Resumo: O presente trabalho analisa a polêmica questão da razoabilidade temporal do processo em face de sua efetividade, demonstrando a inseparável ligação entre tutela emergencial e direitos fundamentais. Sem prejuízo, tece considerações a respeito dos intrigantes conflitos de preceitos constitucionais que circundam a tutela de urgência, embasando-se, à luz da moderna e desejável visão constitucional do processo civil, na festejada hermenêutica da ponderação de valores.
Palavras-chave: Tutela de urgência; Direitos fundamentais; Acesso à justiça; Efetividade processual; Ponderação de valores.
1. Em tempos de imensurável dinamicidade das relações humanas, ganha especial enfoque a questão da efetividade do processo no tempo. Não são raras as vezes em que vislumbramos o perecimento do direito material (que se busca proteger) em face da morosidade processual.
Como já lembrou José Augusto Delgado (2005, p. 359), “há consciência de que, não obstante o avanço do processo nos últimos cem anos, ele não se preocupou com a eficácia do fenômeno tempo. Hoje não pode mais ser ignorada essa situação. Há exigência de que o Estado a enfrente de modo definitivo e que a resolva de modo mais rápido possível”.
Entra em cena, pois, a denominada tutela de urgência, que objetiva, em linhas gerais, acelerar e efetivar a resposta jurisdicional almejada, afastando as degradantes e indesejadas conseqüências que o fator tempo pode gerar a um processo judicial.

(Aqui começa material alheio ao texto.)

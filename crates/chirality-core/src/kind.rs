//! Grid and operation kinds

use serde::{Deserialize, Serialize};
use std::fmt;
use std::str::FromStr;

/// Logical role of a grid within a thread
#[derive(Debug, Clone, Copy, PartialEq, Eq, PartialOrd, Ord, Hash, Serialize, Deserialize)]
pub enum GridKind {
    /// Axioms
    A,
    /// Basis
    B,
    /// Composition (`A * B`)
    C,
    /// Domain (`A + F`)
    D,
    /// Function (`J ⊙ C`)
    F,
    /// Judgment (`interpret(B)`)
    J,
    /// Expansion (`A × B`)
    W,
}

impl GridKind {
    /// All kinds in declaration order
    pub const ALL: [GridKind; 7] = [
        GridKind::A,
        GridKind::B,
        GridKind::C,
        GridKind::D,
        GridKind::F,
        GridKind::J,
        GridKind::W,
    ];

    /// Single-letter label used in ids and records
    #[must_use]
    pub const fn as_str(&self) -> &'static str {
        match self {
            GridKind::A => "A",
            GridKind::B => "B",
            GridKind::C => "C",
            GridKind::D => "D",
            GridKind::F => "F",
            GridKind::J => "J",
            GridKind::W => "W",
        }
    }
}

impl fmt::Display for GridKind {
    fn fmt(&self, f: &mut fmt::Formatter<'_>) -> fmt::Result {
        f.write_str(self.as_str())
    }
}

impl FromStr for GridKind {
    type Err = UnknownKind;

    fn from_str(s: &str) -> Result<Self, Self::Err> {
        GridKind::ALL
            .into_iter()
            .find(|k| k.as_str().eq_ignore_ascii_case(s))
            .ok_or_else(|| UnknownKind(s.to_string()))
    }
}

/// The five operations of the algebra
///
/// Serialized by symbol (`*`, `+`, `⊙`, `interpret`, `×`); parsing also
/// accepts the lowercase names.
#[derive(Debug, Clone, Copy, PartialEq, Eq, PartialOrd, Ord, Hash, Serialize, Deserialize)]
pub enum OperationKind {
    /// `C = A * B`, dot-product-like
    #[serde(rename = "*")]
    Combine,
    /// `D = A + F`, cell-wise
    #[serde(rename = "+")]
    Merge,
    /// `F = J ⊙ C`, cell-wise with its own provenance tag
    #[serde(rename = "⊙")]
    Elementwise,
    /// `J = interpret(B)`, unary and shape-preserving
    #[serde(rename = "interpret")]
    Interpret,
    /// `W = A × B`, block cross product
    #[serde(rename = "×")]
    Expand,
}

impl OperationKind {
    /// All kinds in declaration order
    pub const ALL: [OperationKind; 5] = [
        OperationKind::Combine,
        OperationKind::Merge,
        OperationKind::Elementwise,
        OperationKind::Interpret,
        OperationKind::Expand,
    ];

    /// Operator symbol, used in ids and provenance records
    #[must_use]
    pub const fn symbol(&self) -> &'static str {
        match self {
            OperationKind::Combine => "*",
            OperationKind::Merge => "+",
            OperationKind::Elementwise => "⊙",
            OperationKind::Interpret => "interpret",
            OperationKind::Expand => "×",
        }
    }

    /// Lowercase name
    #[must_use]
    pub const fn name(&self) -> &'static str {
        match self {
            OperationKind::Combine => "combine",
            OperationKind::Merge => "merge",
            OperationKind::Elementwise => "elementwise",
            OperationKind::Interpret => "interpret",
            OperationKind::Expand => "expand",
        }
    }

    /// Number of input grids
    #[must_use]
    pub const fn arity(&self) -> usize {
        match self {
            OperationKind::Interpret => 1,
            _ => 2,
        }
    }
}

impl fmt::Display for OperationKind {
    fn fmt(&self, f: &mut fmt::Formatter<'_>) -> fmt::Result {
        f.write_str(self.symbol())
    }
}

impl FromStr for OperationKind {
    type Err = UnknownKind;

    fn from_str(s: &str) -> Result<Self, Self::Err> {
        OperationKind::ALL
            .into_iter()
            .find(|k| k.symbol() == s || k.name() == s)
            .ok_or_else(|| UnknownKind(s.to_string()))
    }
}

/// Unrecognized grid or operation kind
#[derive(Debug, Clone, PartialEq, Eq, thiserror::Error)]
#[error("unknown kind: '{0}'")]
pub struct UnknownKind(pub String);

Aliás, é da própria finalidade de “[…] abrandar os males do tempo e garantir a efetividade da jurisdição” (DIDIER JR., 2008, p. 598) que a tutela de urgência assume espeque constitucional. Como bem observou o jurista italiano Vittorio Denti (1985, p. 164), a tutela d’urgenza constitui um atributo fundamental da função jurisdicional.
Deveras, na medida em que se prevê, categoricamente, que “a lei não excluirá da apreciação do Poder Judiciário lesão ou ameaça a direito” (art. 5º, inc. XXXV, CF/88), por certo que se está admitindo a tutela emergencial, mesmo porque esta é pressuposto para a concretização do acesso à justiça.
Evidentemente, pois, que a inafastabilidade jurisdicional não se exaure na garantia de acesso ao Judiciário. Em verdade, esta representa apenas o conteúdo formal do postulado, ao passo que, substancialmente, a norma garantidora abarca a idéia da própria efetividade da apreciação judicial.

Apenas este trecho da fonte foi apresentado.